◆ **How to complete this task**: Can you return the records below exactly as they stand, but only from the first line through the one with "use holdem_engine::time_ctrl::TimeRules;"?

### Dataset ###

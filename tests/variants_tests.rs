//! Тесты вариантов стола: бомб-пот и run-it-twice.
//!
//! Здесь проверяем:
//! - голосование за бомб-пот (большинство, таймаут, проверка фишек);
//! - раздачу бомб-пота: ставки, пропускающие, улицы по таймеру;
//! - отмену бомб-пота, когда участников меньше двух;
//! - голосование за run-it-twice (единогласие) и розыгрыш на двух бордах.

use holdem_engine::domain::card::{parse_cards, Card};
use holdem_engine::domain::chips::Chips;
use holdem_engine::domain::hand::Phase;
use holdem_engine::domain::table::TableConfig;
use holdem_engine::domain::PlayerId;
use holdem_engine::engine::{EndReason, EngineError, HandEventKind, PlayerActionKind, TableEngine};
use holdem_engine::infra::rng::{DeterministicRng, PresetDeck};
use holdem_engine::time_ctrl::TimeRules;
use holdem_engine::variants::VoteKind;

fn cards(s: &str) -> Vec<Card> {
    parse_cards(s).expect("valid cards")
}

fn hole(s: &str) -> [Card; 2] {
    let c = cards(s);
    [c[0], c[1]]
}

/// Стол с игроками 1..=n и стартовыми стеками.
fn table_with(n: u64, config: TableConfig, rules: TimeRules) -> TableEngine {
    let mut engine = TableEngine::with_rng(1, "variants", config, rules, Box::new(DeterministicRng::from_seed(3)))
        .expect("valid config");
    for id in 1..=n {
        engine.seat_player(id, format!("P{id}")).unwrap();
    }
    engine
}

fn instant() -> TimeRules {
    TimeRules {
        run_out_card_delay_ms: 0,
        bomb_pot_street_delay_ms: 0,
        ..TimeRules::standard()
    }
}

fn chips_of(engine: &TableEngine, id: PlayerId) -> Chips {
    engine.round().player(id).map(|p| p.chips).unwrap_or(Chips::ZERO)
}

//
// ====================== БОМБ-ПОТ: ГОЛОСОВАНИЕ ======================
//

#[test]
fn bomb_pot_approved_by_majority() {
    let mut engine = table_with(4, TableConfig::default(), TimeRules::standard());

    engine.start_bomb_pot_vote(1, Chips(50), 0).unwrap();
    assert_eq!(engine.bomb_pot_offer(), Some(Chips(50)));
    engine.cast_vote(2, VoteKind::BombPot, true, 100).unwrap();
    engine.cast_vote(3, VoteKind::BombPot, true, 200).unwrap();
    assert!(engine.vote(VoteKind::BombPot).is_some(), "Ждём последнего голоса");
    engine.cast_vote(4, VoteKind::BombPot, false, 300).unwrap();

    assert!(engine.vote(VoteKind::BombPot).is_none());
    let scheduled = engine.scheduled_bomb_pot().expect("bomb pot scheduled");
    assert_eq!(scheduled.stake, Chips(50));
    assert_eq!(scheduled.approved, vec![1, 2, 3]);
}

#[test]
fn bomb_pot_majority_is_counted_on_timeout() {
    let mut engine = table_with(4, TableConfig::default(), TimeRules::standard());

    engine.start_bomb_pot_vote(1, Chips(50), 0).unwrap();
    engine.cast_vote(2, VoteKind::BombPot, true, 100).unwrap();
    engine.cast_vote(3, VoteKind::BombPot, true, 200).unwrap();

    engine.tick(29_999).unwrap();
    assert!(engine.scheduled_bomb_pot().is_none());

    engine.tick(30_000).unwrap();
    let scheduled = engine.scheduled_bomb_pot().expect("3 из 4 — большинство");
    assert_eq!(scheduled.approved, vec![1, 2, 3]);
}

#[test]
fn bomb_pot_offer_is_validated() {
    let mut engine = table_with(3, TableConfig::default(), TimeRules::standard());

    assert_eq!(
        engine.start_bomb_pot_vote(1, Chips(10), 0),
        Err(EngineError::InvalidStake(Chips(10)))
    );
    assert_eq!(
        engine.start_bomb_pot_vote(1, Chips(5000), 0),
        Err(EngineError::InsufficientChips)
    );
    assert_eq!(
        engine.start_bomb_pot_vote(9, Chips(50), 0),
        Err(EngineError::PlayerNotFound(9))
    );

    engine.start_bomb_pot_vote(1, Chips(50), 0).unwrap();
    assert_eq!(
        engine.start_bomb_pot_vote(2, Chips(50), 0),
        Err(EngineError::VoteAlreadyRunning)
    );

    engine.cast_vote(2, VoteKind::BombPot, true, 100).unwrap();
    engine.cast_vote(3, VoteKind::BombPot, true, 200).unwrap();
    assert_eq!(
        engine.start_bomb_pot_vote(2, Chips(50), 300),
        Err(EngineError::BombPotAlreadyScheduled)
    );

    let disabled = TableConfig {
        bomb_pot_enabled: false,
        ..TableConfig::default()
    };
    let mut engine = table_with(3, disabled, TimeRules::standard());
    assert_eq!(
        engine.start_bomb_pot_vote(1, Chips(50), 0),
        Err(EngineError::VariantDisabled)
    );
}

#[test]
fn yes_vote_requires_enough_chips() {
    let mut engine = table_with(2, TableConfig::default(), TimeRules::standard());
    engine.seat_player_with_chips(3, "Short", Chips(30)).unwrap();

    engine.start_bomb_pot_vote(1, Chips(50), 0).unwrap();
    assert_eq!(
        engine.cast_vote(3, VoteKind::BombPot, true, 100),
        Err(EngineError::InsufficientChips)
    );
    engine.cast_vote(3, VoteKind::BombPot, false, 100).unwrap();

    assert_eq!(
        engine.cast_vote(3, VoteKind::BombPot, false, 200),
        Err(EngineError::AlreadyVoted(3))
    );
    assert_eq!(
        engine.cast_vote(9, VoteKind::BombPot, false, 200),
        Err(EngineError::NotEligibleToVote(9))
    );
    assert_eq!(
        engine.cast_vote(2, VoteKind::RunItTwice, true, 200),
        Err(EngineError::NoVoteRunning)
    );
}

#[test]
fn leaving_player_is_dropped_from_the_vote() {
    let mut engine = table_with(3, TableConfig::default(), TimeRules::standard());

    engine.start_bomb_pot_vote(1, Chips(50), 0).unwrap();
    engine.cast_vote(2, VoteKind::BombPot, true, 100).unwrap();
    assert!(engine.vote(VoteKind::BombPot).is_some());

    // Ушёл единственный, кто не голосовал: все оставшиеся проголосовали "за".
    engine.remove_player(3, 200).unwrap();

    assert!(engine.vote(VoteKind::BombPot).is_none());
    assert_eq!(engine.scheduled_bomb_pot().map(|s| s.approved.clone()), Some(vec![1, 2]));
}

//
// ====================== БОМБ-ПОТ: РАЗДАЧА ======================
//

#[test]
fn bomb_pot_hand_posts_stakes_and_deals_streets_by_timer() {
    let mut engine = table_with(4, TableConfig::default(), TimeRules::standard());
    engine.start_bomb_pot_vote(1, Chips(50), 0).unwrap();
    engine.cast_vote(2, VoteKind::BombPot, true, 100).unwrap();
    engine.cast_vote(3, VoteKind::BombPot, true, 200).unwrap();
    engine.cast_vote(4, VoteKind::BombPot, false, 300).unwrap();
    engine.drain_events();

    engine.start_game(1_000).unwrap();

    let round = engine.round();
    assert_eq!(round.pot.total, Chips(150));
    for id in [1, 2, 3] {
        assert_eq!(chips_of(&engine, id), Chips(950));
        assert!(round.player(id).unwrap().hole_cards.is_some());
    }
    let skipper = round.player(4).unwrap();
    assert!(skipper.folded, "Не согласившийся пропускает раздачу");
    assert!(skipper.hole_cards.is_none());
    assert_eq!(skipper.chips, Chips(1000));

    assert_eq!(round.current_player_index, None, "Торговли нет");
    assert_eq!(round.small_blind_index, None);
    assert!(engine.turn_timer().is_none());
    assert!(engine.scheduled_bomb_pot().is_none(), "Бомб-пот израсходован");
    assert_eq!(
        engine.act(1, PlayerActionKind::Check, 1_500),
        Err(EngineError::NotYourTurn(1))
    );

    let started = engine.drain_events().into_iter().find_map(|e| match e.kind {
        HandEventKind::BombPotStarted { stake, participants } => Some((stake, participants)),
        _ => None,
    });
    assert_eq!(started, Some((Chips(50), vec![1, 2, 3])));

    // Улицы открываются по одной через паузу.
    engine.tick(3_000).unwrap();
    assert_eq!(engine.round().community_cards.len(), 3);
    engine.tick(5_000).unwrap();
    assert_eq!(engine.round().community_cards.len(), 4);
    engine.tick(7_000).unwrap();

    let round = engine.round();
    assert_eq!(round.community_cards.len(), 5);
    assert_eq!(round.phase, Phase::Showdown);
    assert_eq!(engine.last_outcome().map(|o| o.reason), Some(EndReason::BombPot));
    assert_eq!(round.chips_in_play(), Chips(4000));
    assert_eq!(chips_of(&engine, 4), Chips(1000));
}

#[test]
fn bomb_pot_is_cancelled_without_two_participants() {
    let mut engine = table_with(3, TableConfig::default(), instant());
    engine.start_bomb_pot_vote(1, Chips(50), 0).unwrap();
    engine.cast_vote(2, VoteKind::BombPot, true, 100).unwrap();
    engine.cast_vote(3, VoteKind::BombPot, false, 200).unwrap();
    assert!(engine.scheduled_bomb_pot().is_some());

    // Один из согласившихся ушёл до раздачи.
    engine.remove_player(2, 300).unwrap();
    engine.drain_events();
    engine.start_game(400).unwrap();

    let events: Vec<HandEventKind> = engine.drain_events().into_iter().map(|e| e.kind).collect();
    assert!(events.contains(&HandEventKind::BombPotCancelled { stake: Chips(50) }));
    assert!(events
        .iter()
        .any(|e| matches!(e, HandEventKind::HandStarted { bomb_pot: false, .. })));
    assert!(engine.round().bomb_pot.is_none());
    assert!(engine.round().big_blind_index.is_some(), "Обычная раздача с блайндами");
}

//
// ====================== RUN IT TWICE ======================
//

/// Хедз-ап: игрок 2 с тузами, игрок 1 с королями. Оба олл-ин префлоп.
fn heads_up_all_in(config: TableConfig) -> TableEngine {
    let mut board = cards("2c 7d 9h Jc 3s");
    board.extend(cards("Kh 4d 8s 5c Tc"));
    let deck = PresetDeck::for_hands(&[hole("As Ad"), hole("Ks Kd")], &board);
    let mut engine = TableEngine::with_rng(1, "rit", config, instant(), Box::new(deck)).expect("valid config");
    engine.seat_player(1, "P1").unwrap();
    engine.seat_player(2, "P2").unwrap();
    engine.start_game(0).unwrap();

    engine.act(2, PlayerActionKind::Bet(Chips(1000)), 1_000).unwrap();
    engine.act(1, PlayerActionKind::Call, 2_000).unwrap();
    engine
}

#[test]
fn run_it_twice_is_offered_on_all_in() {
    let mut engine = heads_up_all_in(TableConfig::default());

    let round = engine.round();
    assert!(round.all_in_showdown);
    assert!(round.community_cards.is_empty(), "Борд ждёт голосования");
    let vote = engine.vote(VoteKind::RunItTwice).expect("vote offered");
    assert_eq!(vote.kind, VoteKind::RunItTwice);
    assert_eq!(vote.eligible, vec![1, 2]);

    let offered = engine
        .drain_events()
        .into_iter()
        .any(|e| matches!(e.kind, HandEventKind::VoteStarted { kind: VoteKind::RunItTwice, .. }));
    assert!(offered);
}

#[test]
fn unanimous_run_it_twice_splits_the_pot_between_boards() {
    let mut engine = heads_up_all_in(TableConfig::default());
    engine.drain_events();

    engine.cast_vote(1, VoteKind::RunItTwice, true, 3_000).unwrap();
    assert!(engine.last_outcome().is_none());
    engine.cast_vote(2, VoteKind::RunItTwice, true, 3_500).unwrap();

    let round = engine.round();
    assert_eq!(round.phase, Phase::Showdown);
    let dual = round.dual_board.as_ref().expect("two boards dealt");
    assert_eq!(dual.first, cards("2c 7d 9h Jc 3s"));
    assert_eq!(dual.second, cards("Kh 4d 8s 5c Tc"));

    // Тузы держат первый борд, сет королей забирает второй.
    assert_eq!(chips_of(&engine, 1), Chips(1000));
    assert_eq!(chips_of(&engine, 2), Chips(1000));
    assert_eq!(engine.last_outcome().map(|o| o.reason), Some(EndReason::RunItTwice));

    let boards: Vec<u8> = engine
        .drain_events()
        .into_iter()
        .filter_map(|e| match e.kind {
            HandEventKind::PhaseAdvanced { board, .. } => Some(board),
            _ => None,
        })
        .collect();
    assert_eq!(boards, vec![1, 2]);
}

#[test]
fn single_no_runs_one_board() {
    let mut engine = heads_up_all_in(TableConfig::default());

    engine.cast_vote(2, VoteKind::RunItTwice, false, 3_000).unwrap();

    let round = engine.round();
    assert_eq!(round.phase, Phase::Showdown);
    assert!(round.dual_board.is_none());
    assert_eq!(round.community_cards, cards("2c 7d 9h Jc 3s"));
    assert_eq!(chips_of(&engine, 2), Chips(2000), "Тузы выиграли единственный борд");
    assert_eq!(chips_of(&engine, 1), Chips::ZERO);
}

#[test]
fn only_players_in_the_hand_vote_for_run_it_twice() {
    let mut engine = heads_up_all_in(TableConfig::default());
    // Севший посреди раздачи в ней не участвует.
    engine.seat_player(3, "Late").unwrap();

    assert_eq!(
        engine.cast_vote(3, VoteKind::RunItTwice, true, 3_000),
        Err(EngineError::NotEligibleToVote(3))
    );
    assert_eq!(
        engine.cast_vote(1, VoteKind::BombPot, true, 3_000),
        Err(EngineError::NoVoteRunning)
    );

    // Голосование за бомб-пот на следующую раздачу идёт параллельно.
    engine.start_bomb_pot_vote(3, Chips(50), 3_000).unwrap();
    assert_eq!(engine.votes().count(), 2);
    assert_eq!(
        engine.start_bomb_pot_vote(3, Chips(50), 3_100),
        Err(EngineError::VoteAlreadyRunning)
    );
    assert_eq!(engine.vote(VoteKind::BombPot).map(|v| v.eligible.clone()), Some(vec![1, 2, 3]));
}

#[test]
fn run_it_twice_is_offered_while_bomb_pot_vote_runs() {
    let mut engine = table_with(3, TableConfig::default(), instant());
    engine.start_game(0).unwrap();

    // Голосование за бомб-пот открыто посреди раздачи.
    engine.start_bomb_pot_vote(1, Chips(50), 500).unwrap();

    // Дилер 1 ходит первым: олл-ин, SB отвечает, BB сбрасывает.
    engine.act(1, PlayerActionKind::Bet(Chips(1000)), 1_000).unwrap();
    engine.act(2, PlayerActionKind::Call, 2_000).unwrap();
    engine.act(3, PlayerActionKind::Fold, 3_000).unwrap();

    assert!(engine.round().all_in_showdown);
    assert!(engine.round().community_cards.is_empty(), "Борд ждёт голосования");
    let rit = engine.vote(VoteKind::RunItTwice).expect("run-it-twice offered");
    assert_eq!(rit.eligible, vec![1, 2]);
    assert!(engine.vote(VoteKind::BombPot).is_some());
    assert_eq!(engine.votes().count(), 2);

    engine.cast_vote(1, VoteKind::RunItTwice, true, 3_200).unwrap();
    engine.cast_vote(2, VoteKind::RunItTwice, true, 3_400).unwrap();

    assert_eq!(engine.last_outcome().map(|o| o.reason), Some(EndReason::RunItTwice));
    assert_eq!(engine.round().chips_in_play(), Chips(3000));
    let bomb = engine.vote(VoteKind::BombPot).expect("bomb pot vote still running");
    assert_eq!(bomb.yes_count(), 1);
    assert_eq!(engine.bomb_pot_offer(), Some(Chips(50)));
}

#[test]
fn run_it_twice_disabled_runs_out_immediately() {
    let config = TableConfig {
        run_it_twice_enabled: false,
        ..TableConfig::default()
    };
    let engine = heads_up_all_in(config);

    assert!(engine.vote(VoteKind::RunItTwice).is_none());
    assert_eq!(engine.round().phase, Phase::Showdown);
    assert_eq!(engine.last_outcome().map(|o| o.reason), Some(EndReason::Showdown));
}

###

◆ **Solution to this task**:
filename tests/variants_tests.rs
//! Тесты вариантов стола: бомб-пот и run-it-twice.
//!
//! Здесь проверяем:
//! - голосование за бомб-пот (большинство, таймаут, проверка фишек);
//! - раздачу бомб-пота: ставки, пропускающие, улицы по таймеру;
//! - отмену бомб-пота, когда участников меньше двух;
//! - голосование за run-it-twice (единогласие) и розыгрыш на двух бордах.

use holdem_engine::domain::card::{parse_cards, Card};
use holdem_engine::domain::chips::Chips;
use holdem_engine::domain::hand::Phase;
use holdem_engine::domain::table::TableConfig;
use holdem_engine::domain::PlayerId;
use holdem_engine::engine::{EndReason, EngineError, HandEventKind, PlayerActionKind, TableEngine};
use holdem_engine::infra::rng::{DeterministicRng, PresetDeck};
use holdem_engine::time_ctrl::TimeRules;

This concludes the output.